== TASK REQUIREMENTS ==
Going line by line through the entries below, note each one with "LineItem", then report how many there are and nothing else.

INFORMATION section start

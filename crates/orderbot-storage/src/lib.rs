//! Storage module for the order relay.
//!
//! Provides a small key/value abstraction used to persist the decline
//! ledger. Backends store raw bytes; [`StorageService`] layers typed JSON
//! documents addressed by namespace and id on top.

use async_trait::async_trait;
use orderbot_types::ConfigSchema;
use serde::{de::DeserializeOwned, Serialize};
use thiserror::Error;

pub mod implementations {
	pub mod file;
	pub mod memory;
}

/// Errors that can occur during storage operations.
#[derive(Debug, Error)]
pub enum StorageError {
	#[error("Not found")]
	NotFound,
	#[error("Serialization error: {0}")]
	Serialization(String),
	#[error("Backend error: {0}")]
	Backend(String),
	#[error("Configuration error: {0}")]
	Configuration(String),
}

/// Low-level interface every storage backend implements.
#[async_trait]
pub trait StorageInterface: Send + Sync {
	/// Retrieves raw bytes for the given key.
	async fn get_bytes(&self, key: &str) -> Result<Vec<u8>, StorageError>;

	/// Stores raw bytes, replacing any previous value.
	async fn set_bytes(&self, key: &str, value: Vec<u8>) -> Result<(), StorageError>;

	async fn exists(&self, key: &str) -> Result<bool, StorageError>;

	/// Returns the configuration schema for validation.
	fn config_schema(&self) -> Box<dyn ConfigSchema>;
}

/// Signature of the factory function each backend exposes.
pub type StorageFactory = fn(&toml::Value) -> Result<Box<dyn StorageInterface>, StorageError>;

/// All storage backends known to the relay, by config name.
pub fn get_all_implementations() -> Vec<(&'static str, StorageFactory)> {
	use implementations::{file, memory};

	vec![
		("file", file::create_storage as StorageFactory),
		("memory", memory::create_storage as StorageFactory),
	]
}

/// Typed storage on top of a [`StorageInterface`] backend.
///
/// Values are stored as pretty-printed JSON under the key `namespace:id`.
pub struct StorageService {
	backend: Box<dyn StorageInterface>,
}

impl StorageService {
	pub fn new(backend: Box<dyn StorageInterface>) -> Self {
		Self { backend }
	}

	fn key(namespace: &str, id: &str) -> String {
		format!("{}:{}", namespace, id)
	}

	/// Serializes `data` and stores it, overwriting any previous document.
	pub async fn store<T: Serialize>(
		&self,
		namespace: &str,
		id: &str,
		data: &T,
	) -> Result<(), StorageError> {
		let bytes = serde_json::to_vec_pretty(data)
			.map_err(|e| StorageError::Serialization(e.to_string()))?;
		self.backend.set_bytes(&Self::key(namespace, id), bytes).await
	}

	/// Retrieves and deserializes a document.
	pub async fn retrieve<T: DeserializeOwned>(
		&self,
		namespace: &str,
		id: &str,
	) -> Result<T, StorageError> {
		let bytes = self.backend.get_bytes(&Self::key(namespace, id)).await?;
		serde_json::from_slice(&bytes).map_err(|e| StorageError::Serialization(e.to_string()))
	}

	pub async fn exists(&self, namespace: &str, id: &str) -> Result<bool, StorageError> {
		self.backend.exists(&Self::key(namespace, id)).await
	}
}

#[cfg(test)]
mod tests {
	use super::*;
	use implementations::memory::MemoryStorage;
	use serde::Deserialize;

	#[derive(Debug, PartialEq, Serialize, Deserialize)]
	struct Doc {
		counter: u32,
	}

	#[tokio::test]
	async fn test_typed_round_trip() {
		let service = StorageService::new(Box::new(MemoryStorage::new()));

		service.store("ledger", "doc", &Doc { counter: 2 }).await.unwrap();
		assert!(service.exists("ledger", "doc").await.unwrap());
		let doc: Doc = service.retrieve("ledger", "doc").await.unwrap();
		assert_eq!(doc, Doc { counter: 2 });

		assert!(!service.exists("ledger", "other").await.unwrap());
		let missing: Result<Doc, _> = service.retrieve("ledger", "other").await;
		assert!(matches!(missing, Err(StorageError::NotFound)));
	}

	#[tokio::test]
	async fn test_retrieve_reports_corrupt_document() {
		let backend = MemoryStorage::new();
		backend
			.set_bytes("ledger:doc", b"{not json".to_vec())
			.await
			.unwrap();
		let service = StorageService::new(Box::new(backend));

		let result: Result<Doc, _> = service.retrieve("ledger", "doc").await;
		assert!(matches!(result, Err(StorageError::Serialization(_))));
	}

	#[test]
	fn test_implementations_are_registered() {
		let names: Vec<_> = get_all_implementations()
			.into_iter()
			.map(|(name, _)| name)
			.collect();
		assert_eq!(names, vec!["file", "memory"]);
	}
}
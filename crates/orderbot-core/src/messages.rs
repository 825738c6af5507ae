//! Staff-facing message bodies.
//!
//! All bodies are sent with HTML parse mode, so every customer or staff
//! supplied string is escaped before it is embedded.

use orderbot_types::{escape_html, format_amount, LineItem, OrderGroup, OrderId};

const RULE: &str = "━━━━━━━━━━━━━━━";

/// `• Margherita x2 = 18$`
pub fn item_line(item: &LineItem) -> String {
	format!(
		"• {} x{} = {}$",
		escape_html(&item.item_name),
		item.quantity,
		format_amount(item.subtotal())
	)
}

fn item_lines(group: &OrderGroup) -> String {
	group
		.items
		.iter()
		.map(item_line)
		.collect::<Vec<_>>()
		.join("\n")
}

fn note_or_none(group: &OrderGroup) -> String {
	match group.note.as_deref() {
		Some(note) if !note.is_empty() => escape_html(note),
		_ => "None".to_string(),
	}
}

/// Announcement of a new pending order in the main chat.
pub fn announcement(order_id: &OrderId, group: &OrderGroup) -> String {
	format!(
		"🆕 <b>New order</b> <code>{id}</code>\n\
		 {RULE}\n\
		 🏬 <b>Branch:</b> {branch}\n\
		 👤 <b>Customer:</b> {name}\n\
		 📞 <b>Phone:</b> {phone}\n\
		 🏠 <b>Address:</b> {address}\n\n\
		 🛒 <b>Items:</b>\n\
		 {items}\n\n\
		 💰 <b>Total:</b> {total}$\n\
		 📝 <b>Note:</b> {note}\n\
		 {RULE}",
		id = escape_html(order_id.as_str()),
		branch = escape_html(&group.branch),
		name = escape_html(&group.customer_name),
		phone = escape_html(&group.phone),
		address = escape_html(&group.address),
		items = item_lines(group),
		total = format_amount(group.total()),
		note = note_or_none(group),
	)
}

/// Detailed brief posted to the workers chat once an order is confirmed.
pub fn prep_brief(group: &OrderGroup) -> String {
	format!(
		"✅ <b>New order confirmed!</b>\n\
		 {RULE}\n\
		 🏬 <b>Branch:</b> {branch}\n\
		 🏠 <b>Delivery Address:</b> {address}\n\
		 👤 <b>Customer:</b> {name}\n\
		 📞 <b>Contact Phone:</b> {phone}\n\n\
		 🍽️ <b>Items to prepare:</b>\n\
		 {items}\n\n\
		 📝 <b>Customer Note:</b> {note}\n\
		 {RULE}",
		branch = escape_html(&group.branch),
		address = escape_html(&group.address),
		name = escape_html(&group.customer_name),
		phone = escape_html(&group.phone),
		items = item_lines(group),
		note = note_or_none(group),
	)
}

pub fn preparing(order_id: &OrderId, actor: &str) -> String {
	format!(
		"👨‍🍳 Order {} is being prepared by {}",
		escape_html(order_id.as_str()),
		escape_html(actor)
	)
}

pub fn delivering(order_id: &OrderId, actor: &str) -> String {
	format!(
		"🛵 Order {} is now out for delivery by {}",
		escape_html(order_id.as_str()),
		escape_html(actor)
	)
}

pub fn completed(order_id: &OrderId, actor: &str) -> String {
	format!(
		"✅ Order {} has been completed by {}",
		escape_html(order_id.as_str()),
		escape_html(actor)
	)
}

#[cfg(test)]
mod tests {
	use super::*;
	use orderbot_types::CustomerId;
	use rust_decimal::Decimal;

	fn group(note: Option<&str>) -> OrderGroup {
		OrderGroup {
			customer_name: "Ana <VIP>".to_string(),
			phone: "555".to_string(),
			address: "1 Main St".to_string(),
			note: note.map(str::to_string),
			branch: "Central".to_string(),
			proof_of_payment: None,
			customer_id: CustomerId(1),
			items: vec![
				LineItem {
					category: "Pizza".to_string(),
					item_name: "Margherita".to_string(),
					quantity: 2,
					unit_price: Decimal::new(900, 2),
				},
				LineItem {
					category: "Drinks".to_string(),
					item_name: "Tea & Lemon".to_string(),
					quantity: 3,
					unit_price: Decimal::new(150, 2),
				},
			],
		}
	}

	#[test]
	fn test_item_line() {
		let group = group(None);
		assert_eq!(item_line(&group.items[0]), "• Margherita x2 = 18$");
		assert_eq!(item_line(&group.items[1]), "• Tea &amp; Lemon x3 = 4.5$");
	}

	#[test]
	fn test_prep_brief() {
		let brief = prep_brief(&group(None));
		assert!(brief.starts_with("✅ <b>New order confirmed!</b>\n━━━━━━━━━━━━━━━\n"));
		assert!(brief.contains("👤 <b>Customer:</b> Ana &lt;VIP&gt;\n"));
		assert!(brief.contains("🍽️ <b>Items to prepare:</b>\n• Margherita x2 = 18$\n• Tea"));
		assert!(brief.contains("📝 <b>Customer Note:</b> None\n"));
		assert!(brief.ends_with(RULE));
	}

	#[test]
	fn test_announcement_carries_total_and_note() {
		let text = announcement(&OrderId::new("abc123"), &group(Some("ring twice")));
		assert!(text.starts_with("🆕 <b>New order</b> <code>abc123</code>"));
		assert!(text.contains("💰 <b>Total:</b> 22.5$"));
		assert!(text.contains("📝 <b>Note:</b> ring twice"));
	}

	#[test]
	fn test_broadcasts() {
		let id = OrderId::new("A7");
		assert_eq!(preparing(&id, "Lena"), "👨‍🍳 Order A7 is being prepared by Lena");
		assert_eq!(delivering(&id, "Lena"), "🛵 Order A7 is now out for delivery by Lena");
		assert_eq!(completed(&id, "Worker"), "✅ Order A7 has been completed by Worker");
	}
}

INFORMATION section end
INFORMATION section start

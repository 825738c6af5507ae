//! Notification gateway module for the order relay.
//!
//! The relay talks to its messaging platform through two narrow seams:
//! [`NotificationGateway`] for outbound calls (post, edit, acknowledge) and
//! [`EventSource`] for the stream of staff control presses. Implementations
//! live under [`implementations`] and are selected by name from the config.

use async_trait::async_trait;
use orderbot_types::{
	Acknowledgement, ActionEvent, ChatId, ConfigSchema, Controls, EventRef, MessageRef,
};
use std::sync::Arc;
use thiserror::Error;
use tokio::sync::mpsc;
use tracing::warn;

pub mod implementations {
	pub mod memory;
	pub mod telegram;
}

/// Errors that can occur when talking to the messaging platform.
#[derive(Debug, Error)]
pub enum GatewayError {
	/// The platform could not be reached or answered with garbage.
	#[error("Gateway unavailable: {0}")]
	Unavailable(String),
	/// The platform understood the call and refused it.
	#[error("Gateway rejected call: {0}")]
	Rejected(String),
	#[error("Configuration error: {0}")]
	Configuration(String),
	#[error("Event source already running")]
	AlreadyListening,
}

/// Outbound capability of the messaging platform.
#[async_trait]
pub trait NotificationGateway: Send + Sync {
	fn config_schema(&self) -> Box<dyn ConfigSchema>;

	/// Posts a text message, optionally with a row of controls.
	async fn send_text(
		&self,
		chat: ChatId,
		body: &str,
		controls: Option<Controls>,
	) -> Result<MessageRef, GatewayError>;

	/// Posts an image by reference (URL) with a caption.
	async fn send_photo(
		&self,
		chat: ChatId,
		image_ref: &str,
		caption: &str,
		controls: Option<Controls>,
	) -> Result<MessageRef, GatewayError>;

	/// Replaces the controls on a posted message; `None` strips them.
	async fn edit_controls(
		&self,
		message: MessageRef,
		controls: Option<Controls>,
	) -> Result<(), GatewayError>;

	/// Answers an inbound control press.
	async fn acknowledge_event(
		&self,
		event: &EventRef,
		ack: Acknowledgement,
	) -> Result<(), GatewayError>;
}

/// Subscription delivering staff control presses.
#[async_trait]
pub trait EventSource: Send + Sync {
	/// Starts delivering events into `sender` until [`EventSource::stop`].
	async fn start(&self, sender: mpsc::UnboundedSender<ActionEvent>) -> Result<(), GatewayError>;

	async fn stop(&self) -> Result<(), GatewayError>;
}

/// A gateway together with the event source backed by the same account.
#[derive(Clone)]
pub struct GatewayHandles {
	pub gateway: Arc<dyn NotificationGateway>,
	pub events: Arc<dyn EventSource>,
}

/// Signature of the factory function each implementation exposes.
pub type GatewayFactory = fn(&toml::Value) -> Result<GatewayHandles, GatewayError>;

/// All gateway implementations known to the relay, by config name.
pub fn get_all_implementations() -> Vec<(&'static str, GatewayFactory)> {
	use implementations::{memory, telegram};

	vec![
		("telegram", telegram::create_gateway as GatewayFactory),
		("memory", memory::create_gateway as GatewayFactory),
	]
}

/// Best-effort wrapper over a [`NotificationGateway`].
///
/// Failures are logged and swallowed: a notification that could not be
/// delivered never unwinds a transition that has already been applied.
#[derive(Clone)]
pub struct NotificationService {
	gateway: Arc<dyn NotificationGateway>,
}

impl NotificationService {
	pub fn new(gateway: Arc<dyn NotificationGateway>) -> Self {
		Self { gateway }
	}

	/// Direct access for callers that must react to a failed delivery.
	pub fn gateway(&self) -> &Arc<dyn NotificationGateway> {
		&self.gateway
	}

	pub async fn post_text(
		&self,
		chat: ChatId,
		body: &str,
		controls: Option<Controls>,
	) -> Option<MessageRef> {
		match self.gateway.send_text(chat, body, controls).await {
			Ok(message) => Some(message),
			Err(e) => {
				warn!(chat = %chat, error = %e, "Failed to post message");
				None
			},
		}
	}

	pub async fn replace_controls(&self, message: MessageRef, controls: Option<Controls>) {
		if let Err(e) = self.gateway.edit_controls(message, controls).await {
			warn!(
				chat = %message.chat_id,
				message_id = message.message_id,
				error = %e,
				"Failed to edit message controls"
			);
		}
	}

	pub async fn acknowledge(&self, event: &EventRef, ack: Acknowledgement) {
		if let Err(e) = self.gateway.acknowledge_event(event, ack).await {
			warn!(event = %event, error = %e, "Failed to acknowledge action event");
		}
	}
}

INFORMATION section end

== THE ANSWER ==
4